_Exercise details_: Out of the lines below, please list those that hold the string "parsed".
Segment Open
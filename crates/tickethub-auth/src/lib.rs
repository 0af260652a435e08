//! # tickethub-auth
//!
//! Authentication and authorization for TicketHub.
//!
//! ## Modules
//!
//! - `jwt` — token issuance and verification (HS256, short-lived)
//! - `password` — Argon2id password hashing and verification
//! - `guard` — the single role/ownership decision point
//! - `identity` — the verified-caller capability type

pub mod guard;
pub mod identity;
pub mod jwt;
pub mod password;

pub use guard::{AccessGuard, Decision, DenyReason, Operation};
pub use identity::Identity;
pub use jwt::{Claims, IssuedToken, JwtDecoder, JwtEncoder};
pub use password::PasswordHasher;
//! Ticket number generation.

use std::sync::atomic::{AtomicI64, Ordering};

use chrono::Utc;

/// High-water mark of the last issued millisecond value. Guarantees
/// strictly increasing numbers even when two tickets are created within
/// the same millisecond.
static LAST_ISSUED: AtomicI64 = AtomicI64::new(0);

/// Generate a ticket number of the form `TICKET-<epoch millis>`.
///
/// Numbers are strictly monotonic within a process; the database unique
/// constraint on `ticket_number` is the cross-process backstop.
pub fn generate() -> String {
    let now = Utc::now().timestamp_millis();
    let issued = LAST_ISSUED
        .fetch_update(Ordering::SeqCst, Ordering::SeqCst, |last| {
            Some(now.max(last + 1))
        })
        .expect("fetch_update closure never returns None");
    // fetch_update returns the previous value; recompute what we stored.
    let value = now.max(issued + 1);
    format!("TICKET-{value}")
}

#[cfg(test)]
mod tests {
    use super::*;
    use std::collections::HashSet;

    #[test]
    fn test_has_ticket_prefix() {
        let number = generate();
        assert!(number.starts_with("TICKET-"));
        assert!(number["TICKET-".len()..].chars().all(|c| c.is_ascii_digit()));
    }

    #[test]
    fn test_burst_generation_is_unique_and_increasing() {
        let numbers: Vec<String> = (0..1000).map(|_| generate()).collect();

        let unique: HashSet<&String> = numbers.iter().collect();
        assert_eq!(unique.len(), numbers.len());

        let values: Vec<i64> = numbers
            .iter()
            .map(|n| n["TICKET-".len()..].parse().unwrap())
            .collect();
        assert!(values.windows(2).all(|w| w[0] < w[1]));
    }
}
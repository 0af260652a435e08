//! Role entity and the closed set of role names.

use serde::{Deserialize, Serialize};
use sqlx::FromRow;
use std::fmt;
use std::str::FromStr;

/// A role record as stored in the `roles` table.
///
/// Roles are seeded by migration; registration looks up the default
/// `USER` role at runtime and treats its absence as a fatal
/// configuration error.
#[derive(Debug, Clone, Serialize, Deserialize, FromRow)]
pub struct Role {
    /// Unique role identifier.
    pub id: i64,
    /// Role name (`USER` or `ADMIN`).
    pub name: String,
    /// Human-readable description.
    pub description: Option<String>,
}

/// The closed set of roles the system understands.
///
/// A role name outside this set is rejected wherever it appears — in a
/// token payload, a database row, or configuration — never defaulted.
#[derive(Debug, Clone, Copy, PartialEq, Eq, Hash, Serialize, Deserialize)]
#[serde(rename_all = "UPPERCASE")]
pub enum RoleName {
    /// Regular user: owns and manages their own tickets.
    User,
    /// Administrator: full ticket visibility and status control.
    Admin,
}

impl RoleName {
    /// Check if this role is the admin role.
    pub fn is_admin(&self) -> bool {
        matches!(self, Self::Admin)
    }

    /// Return the role name as stored in the `roles` table.
    pub fn as_str(&self) -> &'static str {
        match self {
            Self::User => "USER",
            Self::Admin => "ADMIN",
        }
    }
}

impl fmt::Display for RoleName {
    fn fmt(&self, f: &mut fmt::Formatter<'_>) -> fmt::Result {
        write!(f, "{}", self.as_str())
    }
}

impl FromStr for RoleName {
    type Err = tickethub_core::AppError;

    fn from_str(s: &str) -> Result<Self, Self::Err> {
        match s {
            "USER" => Ok(Self::User),
            "ADMIN" => Ok(Self::Admin),
            _ => Err(tickethub_core::AppError::validation(format!(
                "Unknown role: '{s}'. Expected one of: USER, ADMIN"
            ))),
        }
    }
}

#[cfg(test)]
mod tests {
    use super::*;

    #[test]
    fn test_from_str_round_trips() {
        assert_eq!("USER".parse::<RoleName>().unwrap(), RoleName::User);
        assert_eq!("ADMIN".parse::<RoleName>().unwrap(), RoleName::Admin);
    }

    #[test]
    fn test_unknown_role_is_rejected_not_defaulted() {
        assert!("MANAGER".parse::<RoleName>().is_err());
        assert!("user".parse::<RoleName>().is_err());
        assert!("".parse::<RoleName>().is_err());
    }

    #[test]
    fn test_serde_uses_uppercase_names() {
        let json = serde_json::to_string(&RoleName::Admin).unwrap();
        assert_eq!(json, "\"ADMIN\"");
        let parsed: RoleName = serde_json::from_str("\"USER\"").unwrap();
        assert_eq!(parsed, RoleName::User);
    }
}
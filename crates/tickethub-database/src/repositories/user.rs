//! User repository implementation.

use std::str::FromStr;

use sqlx::PgPool;

use tickethub_core::error::{AppError, ErrorKind};
use tickethub_core::result::AppResult;
use tickethub_entity::user::model::CreateUser;
use tickethub_entity::user::{CredentialRecord, RoleName, User};

/// Row shape for credential lookups: a user joined with its role name.
#[derive(Debug, sqlx::FromRow)]
struct CredentialRow {
    user_id: i64,
    name: String,
    email: String,
    password_hash: String,
    role_name: String,
}

impl TryFrom<CredentialRow> for CredentialRecord {
    type Error = AppError;

    fn try_from(row: CredentialRow) -> Result<Self, Self::Error> {
        // A role name outside the known set means the database and the
        // application disagree; reject rather than default.
        let role = RoleName::from_str(&row.role_name).map_err(|e| {
            AppError::new(
                ErrorKind::Configuration,
                format!("User {} has an unrecognized role: {e}", row.user_id),
            )
        })?;

        Ok(CredentialRecord {
            user_id: row.user_id,
            name: row.name,
            email: row.email,
            password_hash: row.password_hash,
            role,
        })
    }
}

/// Repository for user CRUD and credential lookups.
#[derive(Debug, Clone)]
pub struct UserRepository {
    pool: PgPool,
}

impl UserRepository {
    /// Create a new user repository.
    pub fn new(pool: PgPool) -> Self {
        Self { pool }
    }

    /// Find a user by primary key.
    pub async fn find_by_id(&self, id: i64) -> AppResult<Option<User>> {
        sqlx::query_as::<_, User>("SELECT * FROM users WHERE id = $1")
            .bind(id)
            .fetch_optional(&self.pool)
            .await
            .map_err(|e| AppError::with_source(ErrorKind::Database, "Failed to find user by id", e))
    }

    /// Find a user by email (case-insensitive).
    pub async fn find_by_email(&self, email: &str) -> AppResult<Option<User>> {
        sqlx::query_as::<_, User>("SELECT * FROM users WHERE LOWER(email) = LOWER($1)")
            .bind(email)
            .fetch_optional(&self.pool)
            .await
            .map_err(|e| {
                AppError::with_source(ErrorKind::Database, "Failed to find user by email", e)
            })
    }

    /// Find a credential record (user + role name) by email.
    ///
    /// This is the login read path; the record is read-only.
    pub async fn find_credential_by_email(
        &self,
        email: &str,
    ) -> AppResult<Option<CredentialRecord>> {
        let row = sqlx::query_as::<_, CredentialRow>(
            "SELECT u.id AS user_id, u.name, u.email, u.password_hash, r.name AS role_name \
             FROM users u JOIN roles r ON r.id = u.role_id \
             WHERE LOWER(u.email) = LOWER($1)",
        )
        .bind(email)
        .fetch_optional(&self.pool)
        .await
        .map_err(|e| {
            AppError::with_source(ErrorKind::Database, "Failed to find credential by email", e)
        })?;

        row.map(CredentialRecord::try_from).transpose()
    }

    /// Create a new user.
    pub async fn create(&self, data: &CreateUser) -> AppResult<User> {
        sqlx::query_as::<_, User>(
            "INSERT INTO users (name, email, password_hash, role_id) \
             VALUES ($1, $2, $3, $4) \
             RETURNING *",
        )
        .bind(&data.name)
        .bind(&data.email)
        .bind(&data.password_hash)
        .bind(data.role_id)
        .fetch_one(&self.pool)
        .await
        .map_err(|e| match e {
            sqlx::Error::Database(ref db_err) if db_err.constraint() == Some("users_email_key") => {
                AppError::conflict("User already exists")
            }
            _ => AppError::with_source(ErrorKind::Database, "Failed to create user", e),
        })
    }

    /// List all users joined with their role names, newest first.
    pub async fn find_all_with_roles(&self) -> AppResult<Vec<CredentialRecord>> {
        let rows = sqlx::query_as::<_, CredentialRow>(
            "SELECT u.id AS user_id, u.name, u.email, u.password_hash, r.name AS role_name \
             FROM users u JOIN roles r ON r.id = u.role_id \
             ORDER BY u.created_at DESC",
        )
        .fetch_all(&self.pool)
        .await
        .map_err(|e| AppError::with_source(ErrorKind::Database, "Failed to list users", e))?;

        rows.into_iter().map(CredentialRecord::try_from).collect()
    }

    /// Delete a user by ID.
    pub async fn delete(&self, user_id: i64) -> AppResult<bool> {
        let result = sqlx::query("DELETE FROM users WHERE id = $1")
            .bind(user_id)
            .execute(&self.pool)
            .await
            .map_err(|e| AppError::with_source(ErrorKind::Database, "Failed to delete user", e))?;

        Ok(result.rows_affected() > 0)
    }
}
//! JWT token creation with configurable signing and TTL.

use chrono::{DateTime, Utc};
use jsonwebtoken::{EncodingKey, Header, encode};

use tickethub_core::config::auth::AuthConfig;
use tickethub_core::error::AppError;
use tickethub_entity::user::RoleName;

use super::claims::Claims;

/// Creates signed JWT tokens.
#[derive(Clone)]
pub struct JwtEncoder {
    /// HMAC secret key for signing.
    encoding_key: EncodingKey,
    /// Token TTL in minutes.
    ttl_minutes: i64,
}

impl std::fmt::Debug for JwtEncoder {
    fn fmt(&self, f: &mut std::fmt::Formatter<'_>) -> std::fmt::Result {
        f.debug_struct("JwtEncoder")
            .field("ttl_minutes", &self.ttl_minutes)
            .finish()
    }
}

/// Result of a successful token issuance.
#[derive(Debug, Clone, serde::Serialize, serde::Deserialize)]
pub struct IssuedToken {
    /// The signed token string.
    pub token: String,
    /// When the token expires.
    pub expires_at: DateTime<Utc>,
}

impl JwtEncoder {
    /// Creates a new encoder from auth configuration.
    pub fn new(config: &AuthConfig) -> Self {
        Self {
            encoding_key: EncodingKey::from_secret(config.jwt_secret.as_bytes()),
            ttl_minutes: config.token_ttl_minutes as i64,
        }
    }

    /// Issues a token for the given user and role.
    ///
    /// Expiry is always `iat + ttl` (5 minutes by default); tokens are
    /// immutable once issued.
    pub fn issue(&self, user_id: i64, role: RoleName) -> Result<IssuedToken, AppError> {
        let now = Utc::now();
        let expires_at = now + chrono::Duration::minutes(self.ttl_minutes);

        let claims = Claims {
            sub: user_id,
            role,
            iat: now.timestamp(),
            exp: expires_at.timestamp(),
        };

        let token = encode(&Header::default(), &claims, &self.encoding_key)
            .map_err(|e| AppError::internal(format!("Failed to encode token: {e}")))?;

        Ok(IssuedToken { token, expires_at })
    }
}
Segment Closed
_Response below_:
        let parsed: RoleName = serde_json::from_str("\"USER\"").unwrap();
        assert_eq!(parsed, RoleName::User);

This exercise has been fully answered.